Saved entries
use crate::guild::*;
use anyhow::Result;
use async_trait::async_trait;
use hourai::{
    http::{error::ErrorType, request::AuditLogReason, Client},
    models::{
        cdn,
        channel::{Channel, ChannelType},
        guild::Emoji,
        id::*,
    },
};
use std::sync::Arc;

pub type BoxedGuildService = Arc<dyn GuildService + Send + Sync + 'static>;

/// Every read and write a cloning run performs against Discord.
#[async_trait]
pub trait GuildService {
    /// Returns `None` if the guild does not exist or is not visible to the bot.
    async fn fetch_guild(&self, guild_id: GuildId) -> Result<Option<GuildSnapshot>>;

    async fn delete_channel(&self, channel_id: ChannelId) -> Result<()>;
    async fn delete_role(&self, guild_id: GuildId, role_id: RoleId) -> Result<()>;

    async fn create_role(&self, guild_id: GuildId, role: &RoleInfo, reason: &str) -> Result<RoleId>;

    /// Sets the positions of many roles in a single request.
    async fn update_role_positions(&self, guild_id: GuildId, positions: &[(RoleId, u64)]) -> Result<()>;

    async fn create_category(&self, guild_id: GuildId, name: &str) -> Result<ChannelId>;
    async fn create_channel(
        &self,
        guild_id: GuildId,
        channel: &ChannelInfo,
        parent_id: Option<ChannelId>,
    ) -> Result<ChannelId>;

    /// `image` is a data URI as produced by the asset fetcher.
    async fn create_emoji(&self, guild_id: GuildId, name: &str, image: &str) -> Result<EmojiId>;

    async fn set_icon(&self, guild_id: GuildId, icon: &str) -> Result<()>;
    async fn set_name(&self, guild_id: GuildId, name: &str) -> Result<()>;

    async fn send_message(&self, channel_id: ChannelId, content: &str) -> Result<()>;
}

pub struct TwilightService {
    http: Arc<Client>,
    user_id: UserId,
    icon_size: u16,
}

impl TwilightService {
    pub fn new(http: Arc<Client>, user_id: UserId, icon_size: u16) -> Self {
        Self {
            http,
            user_id,
            icon_size,
        }
    }

    fn is_missing(err: &hourai::http::Error) -> bool {
        matches!(
            err.kind(),
            ErrorType::Response { status, .. } if matches!(status.get(), 403 | 404)
        )
    }

    fn channel_info(channel: &Channel, perms: &BotPermissions) -> ChannelInfo {
        let kind = match channel.kind {
            ChannelType::GuildCategory => ChannelKind::Category,
            ChannelType::GuildText => ChannelKind::Text,
            ChannelType::GuildVoice => ChannelKind::Voice,
            _ => ChannelKind::Other,
        };
        ChannelInfo {
            id: channel.id,
            name: channel.name.clone().unwrap_or_default(),
            kind,
            parent_id: channel.parent_id,
            parent_name: None,
            position: channel.position.map(i64::from).unwrap_or(0),
            topic: channel.topic.clone(),
            nsfw: channel.nsfw,
            bitrate: channel.bitrate,
            user_limit: channel.user_limit,
            deletable: perms.can_delete_channels(),
        }
    }

    fn emoji_info(emoji: &Emoji) -> EmojiInfo {
        EmojiInfo {
            id: emoji.id,
            name: emoji.name.clone(),
            url: cdn::emoji_url(emoji.id, emoji.animated),
        }
    }
}

#[async_trait]
impl GuildService for TwilightService {
    async fn fetch_guild(&self, guild_id: GuildId) -> Result<Option<GuildSnapshot>> {
        let guild = match self.http.guild(guild_id).await {
            Ok(response) => response.model().await?,
            Err(err) if Self::is_missing(&err) => return Ok(None),
            Err(err) => return Err(err.into()),
        };
        let channels = self.http.guild_channels(guild_id).await?.models().await?;
        let member = self
            .http
            .guild_member(guild_id, self.user_id)
            .await?
            .model()
            .await?;

        let perms = BotPermissions::compute(
            guild_id,
            guild.owner_id == self.user_id,
            &guild.roles,
            &member.roles,
        );

        let roles = guild
            .roles
            .iter()
            .map(|role| RoleInfo {
                id: role.id,
                name: role.name.clone(),
                color: role.color,
                permissions: role.permissions,
                hoist: role.hoist,
                mentionable: role.mentionable,
                position: role.position,
                editable: perms.can_edit_role(role),
            })
            .collect();

        let mut channels: Vec<ChannelInfo> = channels
            .iter()
            .map(|ch| Self::channel_info(ch, &perms))
            .collect();
        resolve_parent_names(&mut channels);

        Ok(Some(GuildSnapshot {
            id: guild.id,
            name: guild.name.clone(),
            icon_url: guild
                .icon
                .as_ref()
                .map(|icon| cdn::guild_icon_url(guild.id, icon, self.icon_size)),
            roles,
            channels,
            emojis: guild.emojis.iter().map(Self::emoji_info).collect(),
        }))
    }

    async fn delete_channel(&self, channel_id: ChannelId) -> Result<()> {
        self.http.delete_channel(channel_id).await?;
        Ok(())
    }

    async fn delete_role(&self, guild_id: GuildId, role_id: RoleId) -> Result<()> {
        self.http.delete_role(guild_id, role_id).await?;
        Ok(())
    }

    async fn create_role(&self, guild_id: GuildId, role: &RoleInfo, reason: &str) -> Result<RoleId> {
        let created = self
            .http
            .create_role(guild_id)
            .name(&role.name)
            .color(role.color)
            .permissions(role.permissions)
            .hoist(role.hoist)
            .mentionable(role.mentionable)
            .reason(reason)?
            .await?
            .model()
            .await?;
        Ok(created.id)
    }

    async fn update_role_positions(&self, guild_id: GuildId, positions: &[(RoleId, u64)]) -> Result<()> {
        self.http.update_role_positions(guild_id, positions).await?;
        Ok(())
    }

    async fn create_category(&self, guild_id: GuildId, name: &str) -> Result<ChannelId> {
        let created = self
            .http
            .create_guild_channel(guild_id, name)?
            .kind(ChannelType::GuildCategory)
            .await?
            .model()
            .await?;
        Ok(created.id)
    }

    async fn create_channel(
        &self,
        guild_id: GuildId,
        channel: &ChannelInfo,
        parent_id: Option<ChannelId>,
    ) -> Result<ChannelId> {
        let kind = match channel.kind {
            ChannelKind::Voice => ChannelType::GuildVoice,
            _ => ChannelType::GuildText,
        };
        let mut request = self
            .http
            .create_guild_channel(guild_id, &channel.name)?
            .kind(kind);
        if let Some(parent_id) = parent_id {
            request = request.parent_id(parent_id);
        }
        if let Some(topic) = channel.topic.as_deref() {
            request = request.topic(topic)?;
        }
        if let Some(nsfw) = channel.nsfw {
            request = request.nsfw(nsfw);
        }
        if let Some(bitrate) = channel.bitrate {
            request = request.bitrate(bitrate)?;
        }
        if let Some(user_limit) = channel.user_limit.and_then(|l| u16::try_from(l).ok()) {
            request = request.user_limit(user_limit);
        }
        let created = request.await?.model().await?;
        Ok(created.id)
    }

    async fn create_emoji(&self, guild_id: GuildId, name: &str, image: &str) -> Result<EmojiId> {
        let created = self
            .http
            .create_emoji(guild_id, name, image)
            .await?
            .model()
            .await?;
        Ok(created.id)
    }

    async fn set_icon(&self, guild_id: GuildId, icon: &str) -> Result<()> {
        self.http.update_guild(guild_id).icon(Some(icon)).await?;
        Ok(())
    }

    async fn set_name(&self, guild_id: GuildId, name: &str) -> Result<()> {
        self.http.update_guild(guild_id).name(name)?.await?;
        Ok(())
    }

    async fn send_message(&self, channel_id: ChannelId, content: &str) -> Result<()> {
        self.http
            .create_message(channel_id)
            .content(content)?
            .await?;
        Ok(())
    }
}
use crate::cloner::CloneJob;
use dashmap::DashMap;
use hourai::{
    commands::{self, prelude::*, Command, Parser},
    models::id::{ChannelId, GuildId, UserId},
};
use std::{sync::Arc, time::Duration};
use tokio::time::Instant;

pub const CLONE_PROMPT: &str = "Proceed? (y/n)";
pub const EMOJI_PROMPT: &str = "Clone emojis? (y/n)";

const CLONE_COMMAND: &str = "clone";

#[derive(Clone, Copy, Debug, PartialEq, Eq)]
pub enum ConversationState {
    AwaitingCloneConfirmation,
    AwaitingEmojiChoice,
    Running,
}

#[derive(Clone, Debug)]
struct Conversation {
    state: ConversationState,
    channel_id: ChannelId,
    source: GuildId,
    target: GuildId,
    /// Running conversations never expire.
    expires_at: Option<Instant>,
}

impl Conversation {
    fn is_expired(&self, now: Instant) -> bool {
        self.expires_at.map(|deadline| now >= deadline).unwrap_or(false)
    }
}

#[derive(Clone, Debug, PartialEq, Eq)]
pub enum Reply {
    Ignore,
    Prompt(&'static str),
    Start(CloneJob),
}

enum Step {
    Reply(Reply),
    Abort,
    Expired,
}

/// Tracks the clone confirmation dialogue with each requester.
///
/// Only the requester's messages in the channel the command was issued in
/// advance their dialogue. Any answer other than "y" or "yes" to the first
/// prompt silently drops it.
pub struct Conversations {
    states: DashMap<UserId, Conversation>,
    parser: Parser<'static>,
    timeout: Duration,
}

impl Conversations {
    pub fn new(prefix: impl Into<String>, timeout: Duration) -> Self {
        Self {
            states: DashMap::new(),
            parser: commands::parser(prefix, &[CLONE_COMMAND]),
            timeout,
        }
    }

    pub fn handle(
        &self,
        author: UserId,
        channel_id: ChannelId,
        content: &str,
        now: Instant,
    ) -> Reply {
        let step = match self.states.get_mut(&author) {
            Some(mut convo) => Some(self.advance(convo.value_mut(), channel_id, content, now)),
            None => None,
        };

        match step {
            Some(Step::Reply(reply)) => return reply,
            Some(Step::Abort) => {
                tracing::info!("Clone request from {} was not confirmed", author);
                self.states.remove(&author);
                return Reply::Ignore;
            }
            Some(Step::Expired) => {
                tracing::debug!("Clone request from {} expired", author);
                self.states.remove(&author);
            }
            None => {}
        }

        match self.parse_trigger(content) {
            Some((source, target)) => {
                self.states.insert(
                    author,
                    Conversation {
                        state: ConversationState::AwaitingCloneConfirmation,
                        channel_id,
                        source,
                        target,
                        expires_at: Some(now + self.timeout),
                    },
                );
                Reply::Prompt(CLONE_PROMPT)
            }
            None => Reply::Ignore,
        }
    }

    /// Holds `user_id` in the running state until the returned guard is
    /// dropped, even if the run unwinds.
    pub fn release_on_drop(self: &Arc<Self>, user_id: UserId) -> RunningRequest {
        RunningRequest {
            conversations: self.clone(),
            user_id,
        }
    }

    fn finish(&self, user_id: UserId) {
        self.states.remove(&user_id);
    }

    /// Drops every dialogue that timed out. Returns how many were dropped.
    pub fn purge_expired(&self, now: Instant) -> usize {
        let before = self.states.len();
        self.states.retain(|_, convo| !convo.is_expired(now));
        before.saturating_sub(self.states.len())
    }

    fn advance(
        &self,
        convo: &mut Conversation,
        channel_id: ChannelId,
        content: &str,
        now: Instant,
    ) -> Step {
        if convo.is_expired(now) {
            return Step::Expired;
        }
        if convo.channel_id != channel_id {
            return Step::Reply(Reply::Ignore);
        }
        match convo.state {
            ConversationState::Running => Step::Reply(Reply::Ignore),
            ConversationState::AwaitingCloneConfirmation => {
                if !is_affirmative(content) {
                    return Step::Abort;
                }
                convo.state = ConversationState::AwaitingEmojiChoice;
                convo.expires_at = Some(now + self.timeout);
                Step::Reply(Reply::Prompt(EMOJI_PROMPT))
            }
            ConversationState::AwaitingEmojiChoice => {
                convo.state = ConversationState::Running;
                convo.expires_at = None;
                Step::Reply(Reply::Start(CloneJob {
                    source: convo.source,
                    target: convo.target,
                    clone_emojis: is_affirmative(content),
                }))
            }
        }
    }

    fn parse_trigger(&self, content: &str) -> Option<(GuildId, GuildId)> {
        match self.parser.parse(content)? {
            Command {
                name: CLONE_COMMAND,
                mut arguments,
                ..
            } => {
                let source = arguments.parse_next_opt::<GuildId>()?;
                let target = arguments.parse_next_opt::<GuildId>()?;
                Some((source, target))
            }
            _ => None,
        }
    }
}

#[cfg(test)]
impl Conversations {
    pub fn state(&self, user_id: UserId) -> Option<ConversationState> {
        self.states.get(&user_id).map(|convo| convo.state)
    }
}

/// Returns a requester to idle when dropped.
pub struct RunningRequest {
    conversations: Arc<Conversations>,
    user_id: UserId,
}

impl Drop for RunningRequest {
    fn drop(&mut self) {
        self.conversations.finish(self.user_id);
    }
}

pub fn is_affirmative(content: &str) -> bool {
    matches!(content.trim().to_lowercase().as_str(), "y" | "yes")
}
use hourai::models::{
    guild::{Permissions, Role},
    id::*,
};
use std::collections::HashMap;

/// A read-only view of a guild's clonable structure.
#[derive(Clone, Debug)]
pub struct GuildSnapshot {
    pub id: GuildId,
    pub name: String,
    pub icon_url: Option<String>,
    pub roles: Vec<RoleInfo>,
    pub channels: Vec<ChannelInfo>,
    pub emojis: Vec<EmojiInfo>,
}

impl GuildSnapshot {
    /// Iterates over every role except the guild's default (@everyone) role.
    pub fn clonable_roles(&self) -> impl Iterator<Item = &RoleInfo> {
        let guild_id = self.id;
        self.roles.iter().filter(move |role| !role.is_default(guild_id))
    }

    /// Channels of the given kind, stable sorted by position.
    pub fn channels_by_position(&self, kinds: &[ChannelKind]) -> Vec<&ChannelInfo> {
        let mut channels: Vec<&ChannelInfo> = self
            .channels
            .iter()
            .filter(|ch| kinds.contains(&ch.kind))
            .collect();
        channels.sort_by_key(|ch| ch.position);
        channels
    }
}

#[derive(Clone, Debug, PartialEq, Eq)]
pub struct RoleInfo {
    pub id: RoleId,
    pub name: String,
    pub color: u32,
    pub permissions: Permissions,
    pub hoist: bool,
    pub mentionable: bool,
    pub position: i64,
    /// Whether the bot is able to modify or delete this role.
    pub editable: bool,
}

impl RoleInfo {
    /// The @everyone role shares its ID with the guild.
    pub fn is_default(&self, guild_id: GuildId) -> bool {
        self.id.get() == guild_id.get()
    }
}

#[derive(Clone, Copy, Debug, PartialEq, Eq, Hash)]
pub enum ChannelKind {
    Category,
    Text,
    Voice,
    Other,
}

#[derive(Clone, Debug, PartialEq, Eq)]
pub struct ChannelInfo {
    pub id: ChannelId,
    pub name: String,
    pub kind: ChannelKind,
    pub parent_id: Option<ChannelId>,
    pub parent_name: Option<String>,
    pub position: i64,
    pub topic: Option<String>,
    pub nsfw: Option<bool>,
    pub bitrate: Option<u32>,
    pub user_limit: Option<u32>,
    pub deletable: bool,
}

/// Fills in `parent_name` from the categories present in the same guild.
pub fn resolve_parent_names(channels: &mut [ChannelInfo]) {
    let categories: HashMap<ChannelId, String> = channels
        .iter()
        .filter(|ch| ch.kind == ChannelKind::Category)
        .map(|ch| (ch.id, ch.name.clone()))
        .collect();
    for channel in channels.iter_mut() {
        channel.parent_name = channel
            .parent_id
            .and_then(|id| categories.get(&id))
            .cloned();
    }
}

#[derive(Clone, Debug, PartialEq, Eq)]
pub struct EmojiInfo {
    pub id: EmojiId,
    pub name: String,
    pub url: String,
}

/// What the bot itself is allowed to do in a guild.
#[derive(Clone, Copy, Debug, PartialEq, Eq)]
pub struct BotPermissions {
    pub permissions: Permissions,
    pub highest_position: i64,
}

impl BotPermissions {
    pub fn compute(guild_id: GuildId, is_owner: bool, roles: &[Role], member_roles: &[RoleId]) -> Self {
        let mut permissions = Permissions::empty();
        let mut highest_position = 0;
        for role in roles {
            if role.id.get() == guild_id.get() || member_roles.contains(&role.id) {
                permissions |= role.permissions;
                highest_position = highest_position.max(role.position);
            }
        }
        if is_owner || permissions.contains(Permissions::ADMINISTRATOR) {
            permissions = Permissions::all();
        }
        if is_owner {
            highest_position = i64::MAX;
        }
        Self {
            permissions,
            highest_position,
        }
    }

    pub fn can_delete_channels(&self) -> bool {
        self.permissions.contains(Permissions::MANAGE_CHANNELS)
    }

    /// Managed roles belong to integrations and cannot be touched. Otherwise a
    /// role is editable when it sits strictly below the bot's highest role.
    pub fn can_edit_role(&self, role: &Role) -> bool {
        self.permissions.contains(Permissions::MANAGE_ROLES)
            && !role.managed
            && role.position < self.highest_position
    }
}
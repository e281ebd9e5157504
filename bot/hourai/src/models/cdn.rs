//! Links to images hosted on Discord's CDN.

use super::id::{EmojiId, GuildId};
use twilight_model::util::ImageHash;

const CDN_BASE: &str = "https://cdn.discordapp.com";

fn extension(animated: bool) -> &'static str {
    if animated {
        "gif"
    } else {
        "png"
    }
}

/// Gets the URL of a guild's icon at the given size. Animated icons link to the GIF.
pub fn guild_icon_url(guild_id: GuildId, icon: &ImageHash, size: u16) -> String {
    format!(
        "{}/icons/{}/{}.{}?size={}",
        CDN_BASE,
        guild_id,
        icon,
        extension(icon.is_animated()),
        size
    )
}

pub fn emoji_url(emoji_id: EmojiId, animated: bool) -> String {
    format!("{}/emojis/{}.{}", CDN_BASE, emoji_id, extension(animated))
}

§ **Goal of the exercise**: If a line comes after the one containing "a single request.", leave it out; set down every line of the data before it, and that line itself, exactly.

§ **Response to this exercise**:
use crate::guild::*;
use anyhow::Result;
use async_trait::async_trait;
use hourai::{
    http::{error::ErrorType, request::AuditLogReason, Client},
    models::{
        cdn,
        channel::{Channel, ChannelType},
        guild::Emoji,
        id::*,
    },
};
use std::sync::Arc;

pub type BoxedGuildService = Arc<dyn GuildService + Send + Sync + 'static>;

/// Every read and write a cloning run performs against Discord.
#[async_trait]
pub trait GuildService {
    /// Returns `None` if the guild does not exist or is not visible to the bot.
    async fn fetch_guild(&self, guild_id: GuildId) -> Result<Option<GuildSnapshot>>;

    async fn delete_channel(&self, channel_id: ChannelId) -> Result<()>;
    async fn delete_role(&self, guild_id: GuildId, role_id: RoleId) -> Result<()>;

    async fn create_role(&self, guild_id: GuildId, role: &RoleInfo, reason: &str) -> Result<RoleId>;

    /// Sets the positions of many roles in a single request.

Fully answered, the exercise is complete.